Arnalda de Caboet (1165–1202) was an Andorran feudal ruler. She was suo jure ruling Lady of Caboet (Cabó), Andorra and Sant Joan in Andorra in 1180–1199. She was born to Arnau de Caboet. She married Arnaud I of Castelbon and became the mother of Ermessenda de Castellbò. She is remembered because her second marriage and the marriage of her daughter set the stage for the creation of the co-principality of Andorra.

== Life ==
De Caboet was born in Lleida in Catalonia in 1165. She inherited the three valleys of Valls of Andorra from her father when he died, and is referred to as the first ‘pubilla’ (female heiress) of the Valls of Andorra. Her father left her in the care of the Bishop of Urgell, who married her to Bertran de Tarascó and endowed her with the three valleys, but reserved her sovereignty. On Bertran's death, de Caboet remarried Arnau, the bishop of Castellbò, in 1180. When her son died in 1199, de Caboet ceded control of the three valleys to her husband.

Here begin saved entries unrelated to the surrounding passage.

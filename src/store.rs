//! Global Application State Store
//!
//! Uses Leptos reactive_stores for fine-grained reactivity.

use leptos::prelude::*;
use reactive_stores::Store;

use complaint_core::Complaint;

/// Everything the views derive from, reloaded from storage after each mutation
#[derive(Clone, Debug, Default, Store)]
pub struct AppState {
    /// Full collection, newest first
    pub complaints: Vec<Complaint>,
    /// Name shown in the header
    pub username: String,
    /// Last storage failure, shown as a banner
    pub load_error: Option<String>,
}

/// Type alias for the store
pub type AppStore = Store<AppState>;

/// Get the app store from context
pub fn use_app_store() -> AppStore {
    expect_context::<AppStore>()
}
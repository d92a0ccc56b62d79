//! Console Logger
//!
//! Routes `log` records to the browser devtools console.

use log::{Level, LevelFilter, Log, Metadata, Record};
use wasm_bindgen::JsValue;

struct ConsoleLogger;

static LOGGER: ConsoleLogger = ConsoleLogger;

impl Log for ConsoleLogger {
    fn enabled(&self, metadata: &Metadata) -> bool {
        metadata.level() <= log::max_level()
    }

    fn log(&self, record: &Record) {
        if !self.enabled(record.metadata()) {
            return;
        }
        let line = JsValue::from(format!("[{}] {}", record.target(), record.args()));
        match record.level() {
            Level::Error => web_sys::console::error_1(&line),
            Level::Warn => web_sys::console::warn_1(&line),
            Level::Info => web_sys::console::info_1(&line),
            Level::Debug | Level::Trace => web_sys::console::log_1(&line),
        }
    }

    fn flush(&self) {}
}

/// Install once; later calls are ignored
pub fn init(level: LevelFilter) {
    if log::set_logger(&LOGGER).is_ok() {
        log::set_max_level(level);
    }
}
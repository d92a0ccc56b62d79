//! Complaint Entity
//!
//! A user-submitted issue report with a two-state lifecycle.

use chrono::NaiveDate;
use serde::{Deserialize, Serialize};
use std::fmt;

use super::entity::{DomainError, DomainResult, Entity};

/// Identifier of a complaint, e.g. `CMS-4821`
#[derive(Debug, Clone, PartialEq, Eq, Hash, Serialize, Deserialize)]
#[serde(transparent)]
pub struct ComplaintId(String);

impl ComplaintId {
    pub fn new(value: impl Into<String>) -> Self {
        Self(value.into())
    }

    /// Build an id from the configured prefix and a numeric suffix
    pub fn from_parts(prefix: &str, n: u32) -> Self {
        Self(format!("{}-{}", prefix, n))
    }

    pub fn as_str(&self) -> &str {
        &self.0
    }
}

impl fmt::Display for ComplaintId {
    fn fmt(&self, f: &mut fmt::Formatter<'_>) -> fmt::Result {
        f.write_str(&self.0)
    }
}

/// Complaint status. Only ever flipped, never assigned.
#[derive(Debug, Clone, Copy, PartialEq, Eq, Hash, Serialize, Deserialize, Default)]
pub enum Status {
    #[default]
    Pending,
    Resolved,
}

impl Status {
    pub fn as_str(&self) -> &'static str {
        match self {
            Status::Pending => "Pending",
            Status::Resolved => "Resolved",
        }
    }

    /// The other state
    pub fn toggled(self) -> Self {
        match self {
            Status::Pending => Status::Resolved,
            Status::Resolved => Status::Pending,
        }
    }

    /// CSS class of the status badge
    pub fn css_class(&self) -> &'static str {
        match self {
            Status::Pending => "status-badge status-pending",
            Status::Resolved => "status-badge status-resolved",
        }
    }
}

impl fmt::Display for Status {
    fn fmt(&self, f: &mut fmt::Formatter<'_>) -> fmt::Result {
        f.write_str(self.as_str())
    }
}

/// A stored complaint record
#[derive(Debug, Clone, PartialEq, Serialize, Deserialize)]
pub struct Complaint {
    pub id: ComplaintId,
    pub subject: String,
    pub category: String,
    pub priority: String,
    pub description: String,
    pub status: Status,
    /// Creation day, immutable
    pub date: NaiveDate,
}

impl Complaint {
    /// Build a fresh Pending record from validated form fields
    pub fn new(id: ComplaintId, draft: NewComplaint, date: NaiveDate) -> Self {
        Self {
            id,
            subject: draft.subject,
            category: draft.category,
            priority: draft.priority,
            description: draft.description,
            status: Status::Pending,
            date,
        }
    }

    pub fn is_pending(&self) -> bool {
        self.status == Status::Pending
    }

    /// "Category • Priority" line shown on history cards
    pub fn meta_line(&self) -> String {
        format!("{} \u{2022} {}", self.category, self.priority)
    }

    /// Case-insensitive match against subject, description and id.
    /// `needle` must already be lowercased.
    pub fn matches(&self, needle: &str) -> bool {
        self.subject.to_lowercase().contains(needle)
            || self.description.to_lowercase().contains(needle)
            || self.id.as_str().to_lowercase().contains(needle)
    }
}

impl Entity for Complaint {
    type Id = ComplaintId;

    fn id(&self) -> &Self::Id {
        &self.id
    }
}

/// Form fields of a complaint being submitted
#[derive(Debug, Clone, Default, PartialEq, Serialize, Deserialize)]
pub struct NewComplaint {
    pub subject: String,
    pub category: String,
    pub priority: String,
    pub description: String,
}

impl NewComplaint {
    pub fn new(
        subject: impl Into<String>,
        category: impl Into<String>,
        priority: impl Into<String>,
        description: impl Into<String>,
    ) -> Self {
        Self {
            subject: subject.into(),
            category: category.into(),
            priority: priority.into(),
            description: description.into(),
        }
    }

    /// Trim every field and reject a blank subject or description
    pub fn validated(self) -> DomainResult<Self> {
        let draft = Self {
            subject: self.subject.trim().to_string(),
            category: self.category.trim().to_string(),
            priority: self.priority.trim().to_string(),
            description: self.description.trim().to_string(),
        };
        if draft.subject.is_empty() {
            return Err(DomainError::InvalidInput("subject is required".to_string()));
        }
        if draft.description.is_empty() {
            return Err(DomainError::InvalidInput("description is required".to_string()));
        }
        Ok(draft)
    }
}
use super::DbConn;
use crate::infra::storage::KeyValueStore;
use anyhow::{Result, anyhow};
use rusqlite::OptionalExtension;

/// Key-value rows in the `kv` table.
pub struct SqliteKeyValueStore {
    conn: DbConn,
}

impl SqliteKeyValueStore {
    pub fn new(conn: DbConn) -> Self {
        Self { conn }
    }

    fn lock(&self) -> Result<std::sync::MutexGuard<'_, rusqlite::Connection>> {
        self.conn
            .lock()
            .map_err(|_| anyhow!("database connection poisoned"))
    }

    /// All stored keys, sorted.
    pub fn keys(&self) -> Result<Vec<String>> {
        let conn = self.lock()?;
        let mut stmt = conn.prepare("SELECT key FROM kv ORDER BY key")?;
        let rows = stmt.query_map([], |row| row.get::<_, String>(0))?;
        rows.collect::<Result<Vec<_>, _>>().map_err(Into::into)
    }
}

impl KeyValueStore for SqliteKeyValueStore {
    fn get(&self, key: &str) -> Result<Option<String>> {
        let conn = self.lock()?;
        let value = conn
            .query_row("SELECT value FROM kv WHERE key = ?1", [key], |row| {
                row.get::<_, String>(0)
            })
            .optional()?;
        Ok(value)
    }

    fn set(&self, key: &str, value: &str) -> Result<()> {
        let conn = self.lock()?;
        conn.execute(
            "INSERT INTO kv (key, value, updated_at) VALUES (?1, ?2, ?3)
             ON CONFLICT(key) DO UPDATE SET value = excluded.value, updated_at = excluded.updated_at",
            rusqlite::params![key, value, chrono::Utc::now().to_rfc3339()],
        )?;
        Ok(())
    }

    fn remove(&self, key: &str) -> Result<()> {
        let conn = self.lock()?;
        conn.execute("DELETE FROM kv WHERE key = ?1", [key])?;
        Ok(())
    }

    fn set_many(&self, entries: &[(&str, &str)], removals: &[&str]) -> Result<()> {
        let mut conn = self.lock()?;
        let tx = conn.transaction()?;
        let now = chrono::Utc::now().to_rfc3339();
        for (key, value) in entries {
            tx.execute(
                "INSERT INTO kv (key, value, updated_at) VALUES (?1, ?2, ?3)
                 ON CONFLICT(key) DO UPDATE SET value = excluded.value, updated_at = excluded.updated_at",
                rusqlite::params![key, value, now],
            )?;
        }
        for key in removals {
            tx.execute("DELETE FROM kv WHERE key = ?1", [key])?;
        }
        tx.commit()?;
        Ok(())
    }

    fn remove_all(&self, keys: &[&str]) -> Result<()> {
        let mut conn = self.lock()?;
        let tx = conn.transaction()?;
        for key in keys {
            tx.execute("DELETE FROM kv WHERE key = ?1", [key])?;
        }
        tx.commit()?;
        Ok(())
    }
}
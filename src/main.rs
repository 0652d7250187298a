//! Pathways command-line host.
//!
//! Resolves the launch gate against the configured endpoint and, when the
//! gate picks the web experience, drives the session headlessly until the
//! page settles.

use anyhow::{Context, Result};
use clap::{Parser, Subcommand};
use std::sync::Arc;
use tokio::sync::mpsc;
use tokio_util::sync::CancellationToken;

use pathways::application::launch::Destination;
use pathways::application::session::{NavigationState, WebSessionController};
use pathways::domain::GateError;
use pathways::infra::app_config::{config_path, load_config};
use pathways::infra::db::Database;
use pathways::infra::web_surface::HeadlessSurface;
use pathways::state::AppState;

#[derive(Parser, Debug)]
#[command(name = "pathways")]
#[command(version)]
#[command(about = "Launch gate and persistent web session", long_about = None)]
struct Args {
    /// Database file (defaults to PATHWAYS_DB_PATH or the data directory)
    #[arg(long)]
    db: Option<std::path::PathBuf>,

    #[command(subcommand)]
    command: Option<Commands>,
}

#[derive(Subcommand, Debug)]
enum Commands {
    /// Resolve the gate and open the chosen experience (default)
    Launch,

    /// Show the persisted gate state
    Status,

    /// Print the device context sent to the gate
    Fingerprint,

    /// Forget the gate decision, profile and session cookies
    Reset,
}

#[tokio::main]
async fn main() -> Result<()> {
    env_logger::Builder::from_env(env_logger::Env::default().default_filter_or("info")).init();
    let args = Args::parse();

    let db = match args.db {
        Some(path) => Database::open_at(path)?,
        None => Database::open()?,
    };
    log::debug!(target: "storage", "config path {}", config_path().display());
    let state = AppState::new(load_config(), Arc::new(db.kv_store()))?;

    match args.command.unwrap_or(Commands::Launch) {
        Commands::Launch => launch(&state).await,
        Commands::Status => status(&state),
        Commands::Fingerprint => {
            let device = state.device().probe();
            println!("{}", serde_json::to_string_pretty(&device)?);
            Ok(())
        }
        Commands::Reset => {
            state.gate.clear().context("Failed to clear gate state")?;
            state
                .session_controller()
                .forget_cookies()
                .context("Failed to clear session cookies")?;
            println!("Gate state, profile and session cookies cleared");
            Ok(())
        }
    }
}

async fn launch(state: &AppState) -> Result<()> {
    let cancel = CancellationToken::new();
    let ctrl_c = cancel.clone();
    tokio::spawn(async move {
        if tokio::signal::ctrl_c().await.is_ok() {
            ctrl_c.cancel();
        }
    });

    let outcome = match state.launch.launch(&cancel).await {
        Ok(outcome) => outcome,
        Err(GateError::Cancelled) => {
            println!("Launch cancelled");
            return Ok(());
        }
    };
    log::info!(target: "gate", "resolved {:?}", outcome.resolution.source);

    match outcome.destination {
        Destination::Native => {
            let onboarded = state.profiles.is_onboarding_completed().unwrap_or(false);
            println!(
                "Native experience ({})",
                if onboarded { "home" } else { "onboarding" }
            );
            Ok(())
        }
        Destination::Web { url } => {
            println!("Web session at {url}");
            let controller = state.session_controller();
            run_session(state, &controller, &cancel).await
        }
    }
}

async fn run_session(
    state: &AppState,
    controller: &WebSessionController,
    cancel: &CancellationToken,
) -> Result<()> {
    let (tx, mut rx) = mpsc::unbounded_channel();
    let surface = HeadlessSurface::new(state.cookies.clone(), tx)?;
    if controller.initialize(&surface)?.is_none() {
        println!("No usable destination saved");
        return Ok(());
    }

    loop {
        let event = tokio::select! {
            _ = cancel.cancelled() => break,
            event = rx.recv() => match event {
                Some(event) => event,
                None => break,
            },
        };
        match controller.handle(event) {
            NavigationState::Loaded => {
                let destination = state.gate.usable_destination()?.unwrap_or_default();
                println!("Loaded {destination} ({} cookies)", state.cookies.len());
                break;
            }
            NavigationState::Failed => {
                println!("Page failed to load; saved state left unchanged");
                break;
            }
            NavigationState::Idle | NavigationState::Loading => {}
        }
    }
    Ok(())
}

fn status(state: &AppState) -> Result<()> {
    let gate = state.gate.load().context("Failed to read gate state")?;
    println!("resolved:        {}", gate.resolved);
    println!("web session:     {}", gate.use_web_session);
    println!(
        "destination:     {}",
        gate.saved_destination_url.as_deref().unwrap_or("-")
    );
    println!(
        "onboarding done: {}",
        state.profiles.is_onboarding_completed()?
    );
    Ok(())
}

In 1208 de Caboet’s daughter Ermessenda married Robert Bernat II of Foix, an act which brought together the three houses of Caboet, Castellbò and Foix. Arnalda de Caboet’s second marriage and that of her daughter are significant as they set the stage for the creation of the co-principality of Andorra.

== Legacy ==
A passage in Andorra is named for Arnalda. It is called the Arnaldeta de Caboet passage, and can be found in is located in Escaldes-Engordany, running from Prat del Roure to Avinguda Carlemany. There is a small statue of Arnalda de Caboet holding a rooster, situated in Escalda, which was created by Sergi Mas Balaguer in 2007.